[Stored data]
--- START ---

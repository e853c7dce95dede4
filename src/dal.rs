//! Data access layer over the document and blob stores.
//!
//! Writes fail loud: a missing handle, an invalid payload, a rejected write or
//! a timeout all surface as [`DalError`]. Reads fail soft: `list_*` logs and
//! returns an empty list, while the `try_list_*` variants hand the error back
//! to callers that need to tell "nothing there" from "could not look".

use std::future::Future;
use std::sync::Arc;
use std::time::Duration;

use chrono::Utc;
use serde::de::DeserializeOwned;
use serde::Serialize;
use serde_json::{Map, Value};
use thiserror::Error;
use tracing::{debug, error, info, warn};

use crate::client::HandleCache;
use crate::config::REMOTE_TIMEOUT;
use crate::models::*;
use crate::store::{Collection, StoreError};

#[derive(Debug, Clone, Copy, PartialEq, Eq)]
pub enum Backend {
    Documents,
    Blobs,
}

impl std::fmt::Display for Backend {
    fn fmt(&self, f: &mut std::fmt::Formatter<'_>) -> std::fmt::Result {
        f.write_str(match self {
            Backend::Documents => "document store",
            Backend::Blobs => "blob storage",
        })
    }
}

#[derive(Debug, Clone, Copy, PartialEq, Eq)]
pub enum Entity {
    Pet,
    Campaign,
    Report,
}

impl Entity {
    pub fn collection(self) -> Collection {
        match self {
            Entity::Pet => Collection::Pets,
            Entity::Campaign => Collection::Campaigns,
            Entity::Report => Collection::Reports,
        }
    }
}

impl std::fmt::Display for Entity {
    fn fmt(&self, f: &mut std::fmt::Formatter<'_>) -> std::fmt::Result {
        f.write_str(match self {
            Entity::Pet => "pet",
            Entity::Campaign => "campaign",
            Entity::Report => "report",
        })
    }
}

/// Caller-facing errors. Messages never carry the underlying backend cause.
#[derive(Debug, Error)]
pub enum DalError {
    #[error("{0} is not configured; set the PAWPOST_* variables")]
    NotConfigured(Backend),
    #[error("invalid {entity}: {source}")]
    Invalid {
        entity: Entity,
        #[source]
        source: ValidationError,
    },
    #[error("the server did not answer within {}s; try again", .0.as_secs())]
    Timeout(Duration),
    #[error("could not save the {0}; check your connection and try again")]
    SaveFailed(Entity),
    #[error("could not load the {0} list")]
    ListFailed(Entity),
    #[error("failed to upload the {0} image")]
    UploadFailed(ImageFolder),
}

#[derive(Clone)]
pub struct Dal {
    handles: Arc<HandleCache>,
    timeout: Duration,
}

impl Dal {
    pub fn new(handles: Arc<HandleCache>) -> Self {
        Self { handles, timeout: REMOTE_TIMEOUT }
    }

    pub fn with_timeout(mut self, timeout: Duration) -> Self {
        self.timeout = timeout;
        self
    }

    pub fn is_ready(&self) -> bool {
        self.handles.is_ready()
    }

    /// Race `fut` against the timeout; a late result is dropped with the future.
    async fn bounded<T, F>(&self, fut: F) -> Result<Result<T, StoreError>, Duration>
    where
        F: Future<Output = Result<T, StoreError>>,
    {
        tokio::time::timeout(self.timeout, fut).await.map_err(|_| self.timeout)
    }

    // ---------------------------------------------------------------- writes

    pub async fn create_pet(&self, pet: NewPet) -> Result<String, DalError> {
        let entity = Entity::Pet;
        self.admit_pet(&pet)?;
        let mut fields = to_fields(entity, &pet)?;
        fields.insert("isActive".into(), Value::Bool(true));
        self.insert(entity, fields).await
    }

    pub async fn create_campaign(&self, campaign: NewCampaign) -> Result<String, DalError> {
        let entity = Entity::Campaign;
        self.admit_campaign(&campaign)?;
        let status = campaign.status.unwrap_or_default();
        let mut fields = to_fields(entity, &campaign)?;
        fields.insert("amountRaised".into(), Value::from(0));
        fields.insert("status".into(), to_value(entity, &status)?);
        fields.insert("isActive".into(), Value::Bool(true));
        self.insert(entity, fields).await
    }

    pub async fn create_report(&self, report: NewReport) -> Result<String, DalError> {
        let entity = Entity::Report;
        self.admit_report(&report)?;
        let mut fields = to_fields(entity, &report)?;
        fields.insert("resolved".into(), Value::Bool(false));
        self.insert(entity, fields).await
    }

    /// Everything `create_pet` checks before talking to the store.
    pub fn admit_pet(&self, pet: &NewPet) -> Result<(), DalError> {
        self.ensure(Backend::Documents)?;
        pet.validate().map_err(|source| DalError::Invalid { entity: Entity::Pet, source })
    }

    pub fn admit_campaign(&self, campaign: &NewCampaign) -> Result<(), DalError> {
        self.ensure(Backend::Documents)?;
        campaign
            .validate()
            .map_err(|source| DalError::Invalid { entity: Entity::Campaign, source })
    }

    pub fn admit_report(&self, report: &NewReport) -> Result<(), DalError> {
        self.ensure(Backend::Documents)?;
        report
            .validate()
            .map_err(|source| DalError::Invalid { entity: Entity::Report, source })
    }

    pub fn ensure(&self, backend: Backend) -> Result<(), DalError> {
        let present = match backend {
            Backend::Documents => self.handles.documents().is_some(),
            Backend::Blobs => self.handles.blobs().is_some(),
        };
        if present {
            Ok(())
        } else {
            Err(DalError::NotConfigured(backend))
        }
    }

    async fn insert(&self, entity: Entity, fields: Map<String, Value>) -> Result<String, DalError> {
        let documents = self
            .handles
            .documents()
            .ok_or(DalError::NotConfigured(Backend::Documents))?;
        debug!(collection = %entity.collection(), payload = ?fields, "insert");
        match self.bounded(documents.insert(entity.collection(), fields)).await {
            Ok(Ok(id)) => {
                info!(collection = %entity.collection(), %id, "document created");
                Ok(id)
            }
            Ok(Err(e)) => {
                error!(collection = %entity.collection(), error = %e, "insert failed");
                Err(DalError::SaveFailed(entity))
            }
            Err(after) => {
                error!(collection = %entity.collection(), ?after, "insert timed out");
                Err(DalError::Timeout(after))
            }
        }
    }

    // ----------------------------------------------------------------- reads

    pub async fn try_list_pets(&self) -> Result<Vec<Pet>, DalError> {
        self.fetch(Entity::Pet).await
    }

    pub async fn try_list_campaigns(&self) -> Result<Vec<Campaign>, DalError> {
        self.fetch(Entity::Campaign).await
    }

    pub async fn try_list_reports(&self) -> Result<Vec<Report>, DalError> {
        self.fetch(Entity::Report).await
    }

    pub async fn list_pets(&self) -> Vec<Pet> {
        degrade(Entity::Pet, self.try_list_pets().await)
    }

    pub async fn list_campaigns(&self) -> Vec<Campaign> {
        degrade(Entity::Campaign, self.try_list_campaigns().await)
    }

    pub async fn list_reports(&self) -> Vec<Report> {
        degrade(Entity::Report, self.try_list_reports().await)
    }

    async fn fetch<T: DeserializeOwned>(&self, entity: Entity) -> Result<Vec<T>, DalError> {
        let documents = self
            .handles
            .documents()
            .ok_or(DalError::NotConfigured(Backend::Documents))?;
        let docs = match self.bounded(documents.list_recent(entity.collection())).await {
            Ok(Ok(docs)) => docs,
            Ok(Err(e)) => {
                error!(collection = %entity.collection(), error = %e, "list failed");
                return Err(DalError::ListFailed(entity));
            }
            Err(after) => {
                error!(collection = %entity.collection(), ?after, "list timed out");
                return Err(DalError::Timeout(after));
            }
        };
        debug!(collection = %entity.collection(), count = docs.len(), "documents fetched");
        let records = docs
            .into_iter()
            .filter_map(|doc| {
                let id = doc.id.clone();
                match doc.decode::<T>() {
                    Ok(record) => Some(record),
                    Err(e) => {
                        warn!(collection = %entity.collection(), %id, error = %e, "skipping undecodable document");
                        None
                    }
                }
            })
            .collect();
        Ok(records)
    }

    // --------------------------------------------------------------- uploads

    pub async fn upload_pet_image(&self, file: ImageFile) -> Result<String, DalError> {
        self.upload_image(file, ImageFolder::Pets).await
    }

    pub async fn upload_campaign_image(&self, file: ImageFile) -> Result<String, DalError> {
        self.upload_image(file, ImageFolder::Campaigns).await
    }

    pub async fn upload_image(&self, file: ImageFile, folder: ImageFolder) -> Result<String, DalError> {
        let blobs = self.handles.blobs().ok_or(DalError::NotConfigured(Backend::Blobs))?;
        let key = blob_key(folder, &file.name, Utc::now().timestamp_millis());
        let content_type = file.content_type();
        info!(%key, size = file.bytes.len(), %content_type, "uploading image");
        match self.bounded(blobs.put(&key, content_type, &file.bytes)).await {
            Ok(Ok(())) => Ok(blobs.public_url(&key)),
            Ok(Err(e)) => {
                error!(%key, error = %e, "image upload failed");
                Err(DalError::UploadFailed(folder))
            }
            Err(after) => {
                error!(%key, ?after, "image upload timed out");
                Err(DalError::Timeout(after))
            }
        }
    }
}

fn degrade<T>(entity: Entity, result: Result<Vec<T>, DalError>) -> Vec<T> {
    match result {
        Ok(records) => records,
        Err(e) => {
            warn!(collection = %entity.collection(), kind = ?e, "list degraded to empty");
            Vec::new()
        }
    }
}

fn to_value<T: Serialize>(entity: Entity, value: &T) -> Result<Value, DalError> {
    serde_json::to_value(value).map_err(|e| {
        error!(error = %e, "payload serialisation failed");
        DalError::SaveFailed(entity)
    })
}

fn to_fields<T: Serialize>(entity: Entity, value: &T) -> Result<Map<String, Value>, DalError> {
    match to_value(entity, value)? {
        Value::Object(fields) => Ok(fields),
        _ => {
            error!("payload did not serialise to an object");
            Err(DalError::SaveFailed(entity))
        }
    }
}

/// `<folder>/<millis>-<name>`, with separators in the name neutralised so the
/// key always stays inside its folder.
pub fn blob_key(folder: ImageFolder, file_name: &str, millis: i64) -> String {
    let cleaned: String = file_name
        .trim()
        .chars()
        .map(|c| if c == '/' || c == '\\' || c.is_control() { '_' } else { c })
        .collect();
    let name = match cleaned.trim_matches('.') {
        "" => "upload",
        _ => cleaned.as_str(),
    };
    format!("{}/{millis}-{name}", folder.as_str())
}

--- END ---

# Prompt
Copy every line in the entries above that has the string "handles" in it.

# Answer area
    handles: Arc<HandleCache>,
    pub fn new(handles: Arc<HandleCache>) -> Self {
        Self { handles, timeout: REMOTE_TIMEOUT }
        self.handles.is_ready()
            Backend::Documents => self.handles.documents().is_some(),
            Backend::Blobs => self.handles.blobs().is_some(),
            .handles
            .handles
        let blobs = self.handles.blobs().ok_or(DalError::NotConfigured(Backend::Blobs))?;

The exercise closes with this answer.